[Stored records]
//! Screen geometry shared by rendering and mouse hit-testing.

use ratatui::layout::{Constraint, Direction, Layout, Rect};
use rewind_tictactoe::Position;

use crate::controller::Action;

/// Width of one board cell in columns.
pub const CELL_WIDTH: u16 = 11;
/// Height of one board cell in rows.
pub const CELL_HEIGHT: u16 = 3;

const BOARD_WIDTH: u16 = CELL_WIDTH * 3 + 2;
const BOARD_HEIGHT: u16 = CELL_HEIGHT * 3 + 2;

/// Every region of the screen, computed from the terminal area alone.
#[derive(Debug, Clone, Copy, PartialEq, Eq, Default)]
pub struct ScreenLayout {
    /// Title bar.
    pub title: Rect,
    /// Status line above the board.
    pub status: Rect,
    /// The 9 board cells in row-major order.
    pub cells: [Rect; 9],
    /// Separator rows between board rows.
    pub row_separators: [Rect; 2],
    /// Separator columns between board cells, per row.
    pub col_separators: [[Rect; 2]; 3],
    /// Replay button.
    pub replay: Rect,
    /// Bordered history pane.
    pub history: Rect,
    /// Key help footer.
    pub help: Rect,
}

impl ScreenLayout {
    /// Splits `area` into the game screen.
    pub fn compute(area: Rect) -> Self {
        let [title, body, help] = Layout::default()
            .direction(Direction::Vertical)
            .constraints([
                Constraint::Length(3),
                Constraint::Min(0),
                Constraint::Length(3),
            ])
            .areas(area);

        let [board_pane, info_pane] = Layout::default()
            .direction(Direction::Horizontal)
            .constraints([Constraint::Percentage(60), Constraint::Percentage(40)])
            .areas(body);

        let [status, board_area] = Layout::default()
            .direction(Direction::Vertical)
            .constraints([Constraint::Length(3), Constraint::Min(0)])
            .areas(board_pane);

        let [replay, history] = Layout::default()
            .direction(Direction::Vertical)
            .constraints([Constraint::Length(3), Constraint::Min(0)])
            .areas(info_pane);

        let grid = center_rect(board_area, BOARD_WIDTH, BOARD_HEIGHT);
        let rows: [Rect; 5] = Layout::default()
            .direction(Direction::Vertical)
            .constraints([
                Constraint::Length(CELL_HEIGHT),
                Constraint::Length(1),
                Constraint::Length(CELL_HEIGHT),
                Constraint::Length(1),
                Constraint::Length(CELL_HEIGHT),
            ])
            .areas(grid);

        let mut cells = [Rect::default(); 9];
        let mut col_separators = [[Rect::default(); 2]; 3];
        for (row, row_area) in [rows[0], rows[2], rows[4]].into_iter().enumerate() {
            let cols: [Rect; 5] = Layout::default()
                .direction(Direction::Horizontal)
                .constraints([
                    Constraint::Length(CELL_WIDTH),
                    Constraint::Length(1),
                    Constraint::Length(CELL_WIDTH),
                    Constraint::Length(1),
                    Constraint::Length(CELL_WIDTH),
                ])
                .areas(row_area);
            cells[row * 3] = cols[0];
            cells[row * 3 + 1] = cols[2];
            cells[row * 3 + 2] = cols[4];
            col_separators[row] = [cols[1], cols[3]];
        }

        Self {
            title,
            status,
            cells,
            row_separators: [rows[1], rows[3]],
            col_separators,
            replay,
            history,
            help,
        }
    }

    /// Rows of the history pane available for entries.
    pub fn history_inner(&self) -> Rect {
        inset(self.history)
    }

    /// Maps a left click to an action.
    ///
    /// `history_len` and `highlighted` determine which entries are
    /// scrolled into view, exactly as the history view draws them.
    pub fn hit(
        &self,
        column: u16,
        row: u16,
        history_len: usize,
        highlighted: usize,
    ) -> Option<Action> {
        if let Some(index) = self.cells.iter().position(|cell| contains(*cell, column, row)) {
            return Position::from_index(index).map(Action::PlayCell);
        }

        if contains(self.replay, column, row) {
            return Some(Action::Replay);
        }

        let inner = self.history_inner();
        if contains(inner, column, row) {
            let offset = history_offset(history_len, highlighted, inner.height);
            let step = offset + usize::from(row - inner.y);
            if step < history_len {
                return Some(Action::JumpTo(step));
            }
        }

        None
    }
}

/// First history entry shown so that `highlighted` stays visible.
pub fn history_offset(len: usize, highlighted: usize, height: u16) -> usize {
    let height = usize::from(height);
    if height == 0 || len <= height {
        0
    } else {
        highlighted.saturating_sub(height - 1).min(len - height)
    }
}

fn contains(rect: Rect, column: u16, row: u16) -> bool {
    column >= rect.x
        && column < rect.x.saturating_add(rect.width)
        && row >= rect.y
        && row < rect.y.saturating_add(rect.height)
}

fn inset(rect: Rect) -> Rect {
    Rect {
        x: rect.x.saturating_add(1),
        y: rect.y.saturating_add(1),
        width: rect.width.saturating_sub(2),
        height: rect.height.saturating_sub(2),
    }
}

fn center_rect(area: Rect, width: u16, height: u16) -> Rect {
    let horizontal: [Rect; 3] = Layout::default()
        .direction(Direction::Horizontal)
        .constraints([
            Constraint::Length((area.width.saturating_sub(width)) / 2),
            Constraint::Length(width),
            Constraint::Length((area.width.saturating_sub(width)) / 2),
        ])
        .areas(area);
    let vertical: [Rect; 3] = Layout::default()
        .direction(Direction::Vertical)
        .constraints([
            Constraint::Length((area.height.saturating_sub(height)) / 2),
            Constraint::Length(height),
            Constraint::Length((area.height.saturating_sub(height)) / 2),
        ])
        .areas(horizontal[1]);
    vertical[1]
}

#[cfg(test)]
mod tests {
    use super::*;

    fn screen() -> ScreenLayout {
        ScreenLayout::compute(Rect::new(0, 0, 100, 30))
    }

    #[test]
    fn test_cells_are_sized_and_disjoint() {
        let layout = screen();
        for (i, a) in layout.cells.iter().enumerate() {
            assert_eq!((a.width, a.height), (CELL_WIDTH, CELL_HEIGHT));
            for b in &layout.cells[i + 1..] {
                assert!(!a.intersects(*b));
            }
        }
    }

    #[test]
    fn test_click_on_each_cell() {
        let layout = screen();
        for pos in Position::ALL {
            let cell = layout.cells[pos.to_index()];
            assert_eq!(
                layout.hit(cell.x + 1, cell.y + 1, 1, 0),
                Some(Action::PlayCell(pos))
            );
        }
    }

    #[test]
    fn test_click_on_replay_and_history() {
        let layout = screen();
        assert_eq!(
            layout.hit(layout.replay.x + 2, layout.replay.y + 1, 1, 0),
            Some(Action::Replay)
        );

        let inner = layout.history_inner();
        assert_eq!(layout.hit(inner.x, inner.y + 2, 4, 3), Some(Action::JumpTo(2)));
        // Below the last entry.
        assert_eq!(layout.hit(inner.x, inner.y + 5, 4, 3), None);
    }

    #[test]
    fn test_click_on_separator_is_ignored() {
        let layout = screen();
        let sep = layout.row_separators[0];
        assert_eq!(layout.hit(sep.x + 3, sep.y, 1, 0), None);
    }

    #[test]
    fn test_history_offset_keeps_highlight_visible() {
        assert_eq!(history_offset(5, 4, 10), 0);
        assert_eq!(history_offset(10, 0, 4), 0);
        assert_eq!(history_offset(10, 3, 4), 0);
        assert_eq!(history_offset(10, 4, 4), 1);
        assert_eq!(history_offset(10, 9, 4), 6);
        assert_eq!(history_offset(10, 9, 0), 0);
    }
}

■ WHAT YOU ARE ASKED TO DO
Using the records above, repeat exactly the lines from the first one through the line with "const BOARD_WIDTH: u16 = CELL_WIDTH * 3 + 2;".

■ TASK RESPONSE
//! Screen geometry shared by rendering and mouse hit-testing.

use ratatui::layout::{Constraint, Direction, Layout, Rect};
use rewind_tictactoe::Position;

use crate::controller::Action;

/// Width of one board cell in columns.
pub const CELL_WIDTH: u16 = 11;
/// Height of one board cell in rows.
pub const CELL_HEIGHT: u16 = 3;

const BOARD_WIDTH: u16 = CELL_WIDTH * 3 + 2;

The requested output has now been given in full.